The current distribution and host range of the Sclerotiniaceae
indicate that the family originated in the Northern Hemisphere. The
ancestors were possibly present on earth during the Tertiary period when,
in most
northern areas, environmental conditions were
wet, warm and uniform until the approach of the Pleistocene epoch. It seems
from
present-day host–pathogen relationships that
some ancient groups of plants and a variety of angiosperms were hosts.
The
teleomorph of early genera was well adapted to wet
conditions, with ascospores the only dispersive spore and microconidia
probably
serving a spermatial function. Macroconidia were
probably later evolutionary developments associated with colonization of
habitats drier than the original one. The onset of the
Pleistocene Ice Age would have exerted considerable environmental pressures
on
early genera resulting in selection of adaptations
which enabled survival of the gradually changing conditions, particularly
sub-zero temperatures and unavailability of hosts during
the harsh winter months. The major adaptations in the Sclerotiniaceae have
been a
range of multihyphal, reserve-rich resting
structures which survive harsh environmental conditions and provide nutrients
and
protection for the teleomorphs, which are highly
sensitive to cold and desiccation. The resting structures are useful indicators
of
phylogenetic relations within the family. Information
on stromata and sclerotia of the Sclerotiniaceae is reviewed and then used
to discuss
evolution of these structures. The first type of
resting structure to evolve was probably an indeterminate stroma which
developed by
branching and interweaving of infection
hyphae within host tissues.
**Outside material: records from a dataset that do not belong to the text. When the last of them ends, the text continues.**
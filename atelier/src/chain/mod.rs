//! The eight-step campaign chain.
//!
//! Seven prompt steps run in a fixed order, each consuming the previous
//! step's typed output; the eighth step is a pure formatting pass with no
//! model call. See [`Chain::run`].

mod steps;

pub use steps::{
    compliance_check, critic_improve, generate_angles, localize_polish, market_intelligence,
    normalize_brief, write_ideas,
};

use std::sync::Arc;

use serde::Serialize;
use tokio::sync::mpsc;
use tracing::info;

use crate::campaign::{Campaign, RawBrief};
use crate::context::MarketContext;
use crate::error::ChainError;
use crate::llm::ModelClient;
use crate::prompts::ChainPrompts;
use crate::render;

/// Number of steps in the chain, counting the final formatting pass.
pub const STEP_COUNT: usize = 8;

/// Progress notification emitted as each step starts.
#[derive(Debug, Clone, PartialEq, Eq, Serialize)]
pub struct ChainEvent {
    pub step: usize,
    pub label: &'static str,
}

/// The campaign chain: one model client plus the step prompts.
pub struct Chain {
    model: Arc<dyn ModelClient>,
    prompts: ChainPrompts,
}

impl Chain {
    pub fn new(model: Arc<dyn ModelClient>, prompts: ChainPrompts) -> Self {
        Self { model, prompts }
    }

    /// Runs the full chain over the raw brief and returns the campaign.
    ///
    /// `events` receives one [`ChainEvent`] as each step starts; pass `None`
    /// when no progress display is attached. The final markdown never
    /// contains raw JSON: every model reply is parsed into typed values
    /// before the presenter sees it.
    pub async fn run(
        &self,
        raw: RawBrief,
        ctx: &MarketContext,
        events: Option<mpsc::UnboundedSender<ChainEvent>>,
    ) -> Result<Campaign, ChainError> {
        let model = self.model.as_ref();
        let raw = raw.with_defaults();

        notify(&events, 1, "Normalizing brief...");
        let brief = steps::normalize_brief(model, &self.prompts, &raw).await?;

        notify(&events, 2, "Analyzing KSA market intelligence...");
        let report = steps::market_intelligence(model, &self.prompts, &brief, ctx).await?;

        notify(&events, 3, "Generating culturally-informed creative angles...");
        let angles =
            steps::generate_angles(model, &self.prompts, &brief, &report.market_insights, ctx)
                .await?;

        notify(&events, 4, "Writing campaign ideas...");
        let drafts = steps::write_ideas(model, &self.prompts, &brief, &angles.angles).await?;

        notify(&events, 5, "Critiquing and improving ideas...");
        let improved = steps::critic_improve(model, &self.prompts, &brief, &drafts.ideas).await?;

        notify(&events, 6, "Checking compliance and cultural guidelines...");
        let checked =
            steps::compliance_check(model, &self.prompts, &brief, &improved.ideas).await?;

        notify(&events, 7, "Localizing and polishing...");
        let localized =
            steps::localize_polish(model, &self.prompts, &brief, &checked.ideas).await?;
        if localized.ideas.is_empty() {
            return Err(ChainError::NoIdeas);
        }

        notify(&events, 8, "Formatting result...");
        let markdown = render::present_markdown(&localized.ideas);

        Ok(Campaign {
            brief,
            market_insights: report.market_insights,
            angles: angles.angles,
            ideas: localized.ideas,
            markdown,
        })
    }
}

fn notify(events: &Option<mpsc::UnboundedSender<ChainEvent>>, step: usize, label: &'static str) {
    info!(step, label, "chain step");
    if let Some(tx) = events {
        // A dropped receiver only means nobody is watching progress.
        let _ = tx.send(ChainEvent { step, label });
    }
}

#[cfg(test)]
mod tests {
    use super::*;
    use crate::llm::MockModel;
    use crate::prompts;

    fn scripted_chain(replies: Vec<&str>) -> Chain {
        Chain::new(
            Arc::new(MockModel::with_replies(replies)),
            prompts::default_from_embedded(),
        )
    }

    fn full_script() -> Vec<&'static str> {
        vec![
            r#"{"product":"Dates box","description":"Gift box","audience":"People in Riyadh, Saudi Arabia","tone":"Warm","language":"English","objectives":["awareness"],"constraints":[]}"#,
            r#"{"market_insights":{"cultural_moments":["National Day"],"local_trends":["Gifting"],"target_behaviors":["Evening shopping"],"competitive_landscape":["Local brands"],"opportunities":["Seasonal bundles"],"seasonal_relevance":["Cooler weather"]}}"#,
            r#"{"angles":[{"id":"1","title":"Golden hour","insight":"Evenings matter","key_message":"Share the moment","cultural_hook":"Majlis gatherings","timing_consideration":"Weekend evenings"}]}"#,
            r#"{"ideas":[{"label":"A","based_on_angle_id":"1","tagline":"Draft","script_30s":"Draft script.","captions":{"instagram":"ig","x":"x"},"cta":"Buy now"}]}"#,
            r#"{"ideas":[{"label":"A","based_on_angle_id":"1","tagline":"Improved","script_30s":"Improved script.","captions":{"instagram":"ig","x":"x"},"cta":"Buy now"}]}"#,
            r#"{"ideas":[{"label":"A","based_on_angle_id":"1","tagline":"Improved","script_30s":"Improved script.","captions":{"instagram":"ig","x":"x"},"cta":"Buy now","compliance_notes":"Softened urgency wording."}]}"#,
            r#"{"ideas":[{"label":"A","based_on_angle_id":"1","tagline":"Polished","script_30s":"Polished script.","captions":{"instagram":"ig","x":"x"},"cta":"Buy now","compliance_notes":"Softened urgency wording."}]}"#,
        ]
    }

    /// **Scenario**: a full run emits one event per step, in order, with the
    /// progress labels the UI shows.
    #[tokio::test]
    async fn run_emits_events_in_order() {
        let chain = scripted_chain(full_script());
        let (tx, mut rx) = mpsc::unbounded_channel();
        let ctx = MarketContext::now();

        let campaign = chain
            .run(RawBrief::default(), &ctx, Some(tx))
            .await
            .unwrap();
        assert!(campaign.markdown.contains("### Option A"));

        let mut seen = Vec::new();
        while let Ok(ev) = rx.try_recv() {
            seen.push(ev);
        }
        assert_eq!(seen.len(), STEP_COUNT);
        assert_eq!(seen[0].step, 1);
        assert_eq!(seen[0].label, "Normalizing brief...");
        assert_eq!(seen[6].label, "Localizing and polishing...");
        assert_eq!(seen[7].step, 8);
    }

    /// **Scenario**: the localization step returns an empty ideas array; the
    /// run fails with `NoIdeas` instead of rendering an empty page.
    #[tokio::test]
    async fn empty_final_ideas_is_an_error() {
        let mut script = full_script();
        script[6] = r#"{"ideas":[]}"#;
        let chain = scripted_chain(script);
        let ctx = MarketContext::now();

        let err = chain
            .run(RawBrief::default(), &ctx, None)
            .await
            .unwrap_err();
        assert!(matches!(err, ChainError::NoIdeas));
    }
}
// ============================================================================
// Tests
// ============================================================================

#[cfg(test)]
mod tests {
    use std::sync::Arc;

    use parking_lot::Mutex;
    use serde_json::json;
    use url::Url;

    use crate::bridge::channel::tests::Fixture;
    use crate::bridge::host::{ExternalLinkOpener, Plugin, WebLayerHost};
    use crate::identifiers::{CallbackId, ChannelId};
    use crate::protocol::{Message, events};

    use super::*;

    #[derive(Default)]
    struct RecordingLinks(Mutex<Vec<String>>);

    impl ExternalLinkOpener for RecordingLinks {
        fn open(&self, url: &Url) {
            self.0.lock().push(url.to_string());
        }
    }

    #[derive(Default)]
    struct RecordingLayer(Mutex<Vec<String>>);

    impl WebLayerHost for RecordingLayer {
        fn show(&self, page: &str, fade_duration: f64) {
            self.0.lock().push(format!("show:{page}:{fade_duration}"));
        }

        fn dismiss(&self, data: Option<&Value>, fade_duration: f64) {
            self.0
                .lock()
                .push(format!("dismiss:{}:{fade_duration}", data.is_some()));
        }

        fn bring_to_front(&self) {
            self.0.lock().push("front".to_string());
        }
    }

    #[derive(Default)]
    struct EchoPlugin {
        received: Mutex<Vec<Value>>,
        detached: Mutex<Vec<ChannelId>>,
    }

    impl Plugin for EchoPlugin {
        fn on_message(&self, channel: &BridgeChannel, inbound: &Inbound) -> bool {
            self.received.lock().push(inbound.object().clone());
            let message = inbound.message();
            channel.send_plugin(
                "echo",
                message.data().cloned(),
                message.callback_id().cloned(),
            );
            true
        }

        fn on_channel_detached(&self, channel: ChannelId) {
            self.detached.lock().push(channel);
        }
    }

    fn unhandled_types(fx: &Fixture) -> Vec<String> {
        fx.hooks
            .unhandled
            .lock()
            .iter()
            .filter_map(|v| v.get("type").and_then(Value::as_str).map(str::to_string))
            .collect()
    }

    #[test]
    fn test_log_is_handled() {
        let fx = Fixture::new().ready();
        fx.channel.receive(r#"{"type":"log","value":"hello"}"#);
        assert!(fx.hooks.unhandled.lock().is_empty());
    }

    #[test]
    fn test_unknown_type_reaches_unhandled_hook() {
        let fx = Fixture::new().ready();
        fx.channel.receive(r#"{"type":"telemetry","x":1}"#);
        assert_eq!(*fx.hooks.unhandled.lock(), vec![json!({"type": "telemetry", "x": 1})]);
    }

    #[test]
    fn test_malformed_is_dropped() {
        let fx = Fixture::new().ready();
        fx.channel.receive("not json");
        fx.channel.receive("[1,2]");
        fx.channel.receive(r#"{"type":"callback"}"#);
        assert!(fx.hooks.unhandled.lock().is_empty());
    }

    #[test]
    fn test_missing_type_reaches_unhandled_hook() {
        let fx = Fixture::new().ready();
        fx.channel.receive(r#"{"data":{"a":1}}"#);
        fx.channel.receive(r#"{"type":3,"data":null}"#);

        assert_eq!(
            *fx.hooks.unhandled.lock(),
            vec![json!({"data": {"a": 1}}), json!({"type": 3, "data": null})]
        );
    }

    #[test]
    fn test_unhandled_hook_gets_every_key() {
        let fx = Fixture::new().ready();
        fx.channel.receive(
            r#"{"type":"navigation","action":"teleport","target":"x","extra":{"k":1}}"#,
        );

        assert_eq!(
            *fx.hooks.unhandled.lock(),
            vec![json!({
                "type": "navigation",
                "action": "teleport",
                "target": "x",
                "extra": {"k": 1}
            })]
        );
    }

    #[test]
    fn test_events_fall_back_to_unhandled() {
        let fx = Fixture::new().ready();
        fx.channel.receive(r#"{"type":"event","event":"handledByHost"}"#);
        fx.channel.receive(r#"{"type":"event","event":"other","data":{"a":1}}"#);

        assert_eq!(*fx.hooks.events.lock(), vec!["handledByHost", "other"]);
        assert_eq!(unhandled_types(&fx), vec!["event"]);
    }

    #[test]
    fn test_route_errors_fall_back_to_unhandled() {
        let fx = Fixture::new().ready();
        fx.channel.receive(r#"{"type":"navigation","action":"teleport"}"#);
        fx.channel.receive(r#"{"type":"ui","control":"alert"}"#);
        fx.channel.receive(r#"{"type":"intent","action":"call"}"#);
        fx.channel
            .receive(r#"{"type":"ui","control":"picker","data":{"type":"time"}}"#);

        assert_eq!(unhandled_types(&fx), vec!["navigation", "ui", "intent", "ui"]);
    }

    #[test]
    fn test_open_external_url() {
        let fx = Fixture::new();
        let links = Arc::new(RecordingLinks::default());
        fx.channel.attach(fx.host().with_links(links.clone()));
        fx.channel.receive(
            r#"{"type":"intent","action":"openExternalUrl","data":{"url":"https://example.com/a"}}"#,
        );

        assert_eq!(*links.0.lock(), vec!["https://example.com/a"]);
        assert!(fx.hooks.unhandled.lock().is_empty());
    }

    #[test]
    fn test_pop_asks_permission_then_pops() {
        let fx = Fixture::new().ready();
        fx.channel.receive(r#"{"type":"navigation","action":"pop"}"#);

        let asked = fx
            .sink
            .messages()
            .into_iter()
            .find(|m| m.event_name() == Some(events::ON_BACK_BUTTON_PRESSED))
            .expect("permission asked");
        let callback = asked.callback_id().cloned().expect("callback id");
        assert!(fx.screens.closed.lock().is_empty());

        fx.channel.receive(&format!(
            r#"{{"type":"callback","callback":"{callback}","data":{{"value":true}}}}"#
        ));
        assert_eq!(fx.screens.closed.lock().len(), 1);
        assert_eq!(fx.channel.pending_requests(), 0);

        fx.channel.receive(&format!(
            r#"{{"type":"callback","callback":"{callback}","data":{{"value":true}}}}"#
        ));
        assert_eq!(*fx.hooks.callbacks.lock(), vec![callback]);
    }

    #[test]
    fn test_pop_denied_keeps_screen() {
        let fx = Fixture::new().ready();
        let callback = fx.channel.request_back().expect("request");
        fx.channel.receive(&format!(
            r#"{{"type":"callback","callback":"{callback}","data":{{"value":false}}}}"#
        ));

        assert!(fx.screens.closed.lock().is_empty());
        assert_eq!(fx.channel.navigation().len(), 1);
    }

    #[test]
    fn test_pull_to_refresh_reply() {
        let fx = Fixture::new().ready();
        let callback = fx.channel.pull_to_refresh().expect("request");
        assert!(fx.channel.is_refreshing());

        fx.channel
            .receive(&format!(r#"{{"type":"callback","callback":"{callback}"}}"#));
        assert!(!fx.channel.is_refreshing());
        assert_eq!(*fx.hooks.refreshed.lock(), 1);
    }

    #[test]
    fn test_modal_replies_with_origin() {
        let fx = Fixture::new().ready();
        fx.channel.receive(
            r#"{"type":"navigation","action":"modal","data":{"page":"m.html","controller":"Modal"},"callback":"m1"}"#,
        );

        let reply = fx
            .sink
            .messages()
            .into_iter()
            .find(|m| m.callback_id() == Some(&CallbackId::new("m1")))
            .expect("modal reply");
        assert_eq!(
            reply.data(),
            Some(&json!({"page": "index.html", "controller": "Web"}))
        );
        assert!(fx.channel.navigation().from_modal());
    }

    #[test]
    fn test_modal_with_numeric_callback() {
        let fx = Fixture::new().ready();
        fx.channel.receive(
            r#"{"type":"navigation","action":"modal","data":{"page":"m.html","controller":"Modal"},"callback":7}"#,
        );

        assert_eq!(fx.channel.navigation().len(), 2);
        assert!(fx.channel.navigation().from_modal());
        assert!(
            fx.sink
                .messages()
                .iter()
                .any(|m| m.callback_id() == Some(&CallbackId::new("7")))
        );
    }

    #[test]
    fn test_push_opens_screen() {
        let fx = Fixture::new().ready();
        fx.channel.receive(
            r#"{"type":"navigation","action":"push","data":{"page":"b.html","controller":"Web"}}"#,
        );
        fx.channel.receive(
            r#"{"type":"navigation","action":"push","data":{"page":"c.html","controller":"missing"}}"#,
        );

        assert_eq!(fx.channel.navigation().len(), 2);
        assert!(fx.hooks.unhandled.lock().is_empty());
    }

    #[test]
    fn test_ui_controls() {
        let fx = Fixture::new().ready();
        fx.channel.receive(r#"{"type":"ui","control":"toast","data":{"message":"hi"}}"#);
        fx.channel.receive(
            r#"{"type":"ui","control":"bars","data":{"action":"setActionBadge","name":"cart","badge":"3"}}"#,
        );
        fx.channel.receive(
            r#"{"type":"ui","control":"bars","data":{"action":"setActionVisible","name":"cart"}}"#,
        );
        fx.channel.receive(
            r#"{"type":"ui","control":"bars","data":{"action":"setBars","bars":{"title":"T"}}}"#,
        );

        assert_eq!(
            *fx.ui.calls.lock(),
            vec!["toast:hi", "badge:cart=3", "visible:cart=true", "setBars:true"]
        );
        let screen = fx
            .channel
            .navigation()
            .screen(fx.channel.screen())
            .expect("root");
        assert_eq!(screen.bars, Some(json!({"title": "T"})));
    }

    #[test]
    fn test_web_layer_actions() {
        let fx = Fixture::new();
        let layer = Arc::new(RecordingLayer::default());
        fx.channel.attach(fx.host().with_web_layer(layer.clone()));
        fx.channel
            .receive(r#"{"type":"webLayer","action":"show","data":{"page":"l.html"}}"#);
        fx.channel.receive(
            r#"{"type":"webLayer","action":"dismiss","data":{"fadeDuration":1.5,"x":1}}"#,
        );
        fx.channel.receive(r#"{"type":"webLayer","action":"bringToFront"}"#);
        fx.channel.receive(r#"{"type":"webLayer","action":"sendToBack"}"#);

        assert_eq!(
            *layer.0.lock(),
            vec!["show:l.html:0.3", "dismiss:true:1.5", "front"]
        );
        assert!(fx.hooks.unhandled.lock().is_empty());
    }

    #[test]
    fn test_plugins() {
        let fx = Fixture::new().ready();
        let plugin = Arc::new(EchoPlugin::default());
        fx.plugins.register("echo", plugin.clone());
        assert!(fx.plugins.contains("echo"));

        fx.channel.receive(
            r#"{"type":"plugin","pluginName":"echo","data":{"n":1},"callback":"p1","origin":"map"}"#,
        );
        fx.channel.receive(r#"{"type":"plugin","pluginName":"nobody"}"#);
        fx.channel.receive(r#"{"type":"plugin"}"#);

        let replies: Vec<Message> = fx
            .sink
            .messages()
            .into_iter()
            .filter(|m| m.plugin_name() == Some("echo"))
            .collect();
        assert_eq!(replies.len(), 1);
        assert_eq!(replies[0].data(), Some(&json!({"n": 1})));
        assert_eq!(plugin.received.lock()[0]["origin"], "map");
        assert_eq!(unhandled_types(&fx), vec!["plugin", "plugin"]);

        fx.channel.detach();
        assert_eq!(*plugin.detached.lock(), vec![fx.channel.id()]);
        assert!(fx.plugins.unregister("echo").is_some());
        assert!(fx.plugins.is_empty());
    }

    #[test]
    fn test_dispatch_directly() {
        let fx = Fixture::new();
        let host = fx.host();
        fx.channel.attach(host.clone());

        let dispatcher = Dispatcher::new(&fx.channel, &host);
        assert!(dispatcher.dispatch(&Inbound::from(Message::cobalt_is_ready(None))));
        assert!(fx.channel.is_ready());
        assert!(!dispatcher.dispatch(&Inbound::from(Message::intent("share", None))));
    }
}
Several, better differentiated forms were
produced with their morphology related to type of host and
tissue infected and to characteristics of the pathogens. The different
stromata could have evolved along a common pathway or
independently. The general anatomical similarity of the various structures
could be accounted for because of the limited structural
forms that can be produced by interweaving of filamentous hyphae. It seems
that sclerotia may have developed from hyphal tissue
which had the ability to produce sclerotia when the climate was cold and
wet, and macroconidia when conditions were warmer and
drier. Two main types of sclerotia are distinguished, tuberoid sclerotia
and plano-convex sclerotia. The literature relating to the
morphology and ontogeny of macroconidia is reviewed and used for speculation
on the effects of environmental conditions on
evolution of macroconidia, the origin of macroconidial anamorphs and stages
in the evolution of botrytoid spores. It is concluded
that in the Sclerotiniaceae there are at least two main pathways along
which
resting structures have evolved, one leading to a
variety of stromata and the other to two types of sclerotia. Sclerotia
predated macroconidia and both anamorphs could have
originated from common generative tissue.